Flag of the International Brigades.

Map of Spain in November 1938. In pink the two regions under Republican control.

The 45th Division (45.ª División) was a division of the Spanish Republican Army in the Spanish Civil War.

This unit was established in mid 1937 in order to gather some scattered units of the International Brigades under one command, therefore it was also known as "45.ª División Internacional" (45th International Division). It took part in some of the major battles of the conflict such as Brunete, Zaragoza and the Battle of the Ebro persistently being afflicted by numerous casualties.

==History==
The establishment of the 45th Division took place at the Aragon Front June 1937 during the planning period of the Huesca Offensive. It was initially foreseen as a provisional unit and even before it became operational General Lukács, the head of the unit grouping, died after being hit by an artillery shell and was replaced by "Emilio Kléber", the first de facto commander of the division. After the crashing failure of the new unit at the combats of the Huesca Offensive in June, the 45th Division was brought to the Madrid Front in order to take part in the Battle of Brunete under Kléber's leadership. Even though it began well at Brunete, the division did not succeed in meeting its assigned targets and ended up suffering numerous casualties.

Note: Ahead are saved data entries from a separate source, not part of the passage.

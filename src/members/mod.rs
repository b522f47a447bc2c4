//! Youth members module.
//!
//! Manages the members whose badge progress is tracked:
//! - Member records grouped by section (Squirrels through Explorers)
//! - Archiving and restoring members who leave
//! - Nights away and hikes away counters that drive staged badges

pub mod manager;
pub mod types;

// Re-exports for convenience
pub use manager::{MemberError, MemberManager};
pub use types::{Member, Section};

In August it went back to the Aragon Front in order to take part in the Aragon Offensive as part of the so-called Agrupación B, together with an artillery group and an engineer battalion. Sent to a front of scant activity Kléber's troops advanced without difficulty until they had to halt as they arrived at a distance of 6 km from Zaragoza. In the exposed flat terrain the troops were defenseless against the fierce attacks of the artillery and the planes of the rebels. Owing to the poor performance of the unit under his command, Kléber was replaced by Hans Kahle and the human losses were covered by new reinforcements. Wladislaw Stopzyk, a new political commissar, was assigned to the unit.

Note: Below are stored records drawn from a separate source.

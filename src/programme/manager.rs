//! Term and programme management.

use std::collections::HashSet;

use chrono::NaiveDate;
use rusqlite::Connection;
use uuid::Uuid;

use super::types::Term;
use crate::members::Section;
use crate::storage::{BadgeStore, DatabaseError, ProgrammeStore};

/// Manager for terms and the badges scheduled in them.
pub struct TermManager<'a> {
    conn: &'a Connection,
}

impl<'a> TermManager<'a> {
    /// Create a new term manager with a database connection.
    pub fn new(conn: &'a Connection) -> Self {
        Self { conn }
    }

    /// Create a term.
    pub fn create_term(&self, term: &Term) -> Result<(), ProgrammeError> {
        if term.title.is_empty() {
            return Err(ProgrammeError::ValidationError(
                "Term title is required".to_string(),
            ));
        }
        if term.end_date < term.start_date {
            return Err(ProgrammeError::ValidationError(format!(
                "Term {} ends before it starts",
                term.title
            )));
        }

        ProgrammeStore::new(self.conn).insert_term(term)?;
        Ok(())
    }

    /// Get a term by ID.
    pub fn get(&self, id: Uuid) -> Result<Option<Term>, ProgrammeError> {
        Ok(ProgrammeStore::new(self.conn).get_term(id)?)
    }

    /// A section's terms, most recent first.
    pub fn list_terms(&self, section: Section) -> Result<Vec<Term>, ProgrammeError> {
        Ok(ProgrammeStore::new(self.conn).list_terms(section)?)
    }

    /// The section's term running on `today`, if any.
    pub fn current_term(
        &self,
        section: Section,
        today: NaiveDate,
    ) -> Result<Option<Term>, ProgrammeError> {
        Ok(ProgrammeStore::new(self.conn).term_on(section, today)?)
    }

    /// Add a badge to a term's programme.
    pub fn schedule_badge(&self, term_id: Uuid, badge_id: Uuid) -> Result<(), ProgrammeError> {
        let store = ProgrammeStore::new(self.conn);
        if store.get_term(term_id)?.is_none() {
            return Err(ProgrammeError::NotFound(format!("term {}", term_id)));
        }
        if BadgeStore::new(self.conn).get_badge(badge_id)?.is_none() {
            return Err(ProgrammeError::NotFound(format!("badge {}", badge_id)));
        }

        if !store.schedule_badge(term_id, badge_id)? {
            return Err(ProgrammeError::Duplicate(format!(
                "badge {} is already scheduled in term {}",
                badge_id, term_id
            )));
        }
        Ok(())
    }

    /// Remove a badge from a term's programme.
    pub fn unschedule_badge(&self, term_id: Uuid, badge_id: Uuid) -> Result<bool, ProgrammeError> {
        Ok(ProgrammeStore::new(self.conn).unschedule_badge(term_id, badge_id)?)
    }

    /// Badges scheduled in a term.
    pub fn scheduled_badges(&self, term_id: Uuid) -> Result<Vec<Uuid>, ProgrammeError> {
        Ok(ProgrammeStore::new(self.conn).scheduled_badges(term_id)?)
    }

    /// Badges scheduled in any section's term running on `today`.
    pub fn scheduled_badges_on(&self, today: NaiveDate) -> Result<HashSet<Uuid>, ProgrammeError> {
        Ok(ProgrammeStore::new(self.conn).scheduled_badges_on(today)?)
    }
}

/// Programme errors.
#[derive(Debug, thiserror::Error)]
pub enum ProgrammeError {
    #[error("Database error: {0}")]
    DatabaseError(#[from] DatabaseError),

    #[error("Validation error: {0}")]
    ValidationError(String),

    #[error("Duplicate: {0}")]
    Duplicate(String),

    #[error("Not found: {0}")]
    NotFound(String),
}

In February 1938 the 45th Division fought briefly at the Extremaduran Front, where it had a measure of success in some combats. But very soon it was rushed again to the Aragon Front where it took part in the effort to halt the overwhelming Aragon Offensive of the rebels. However, the attempt proved futile and the division joined the other Republican units in the massive withdrawal that ensued. By April the rebel troops led by General Antonio Aranda reached the Mediterranean Sea dividing the Spanish Republic in two and the 45th Division would remain locked in Catalonia, becoming detached from the 129th International Brigade, which had remained in the mountainous territory south of the Ebro. Isolated from the remaining Republican territory, the 45th Division was made part of the 5th Army Corps led by Lt. Colonel Enrique Líster. During the months that followed the division managed to rearm and was reinforced by the 139th Mixed Brigade in order to be able to participate in the upcoming Battle of the Ebro. During the offensive the division held its ground against the deadly attacks of the Francoists, ending up with a very high number of casualties, especially the XIV International Brigade —part of the division— which suffered huge losses during the failed attempt to cross the Ebro River near Amposta.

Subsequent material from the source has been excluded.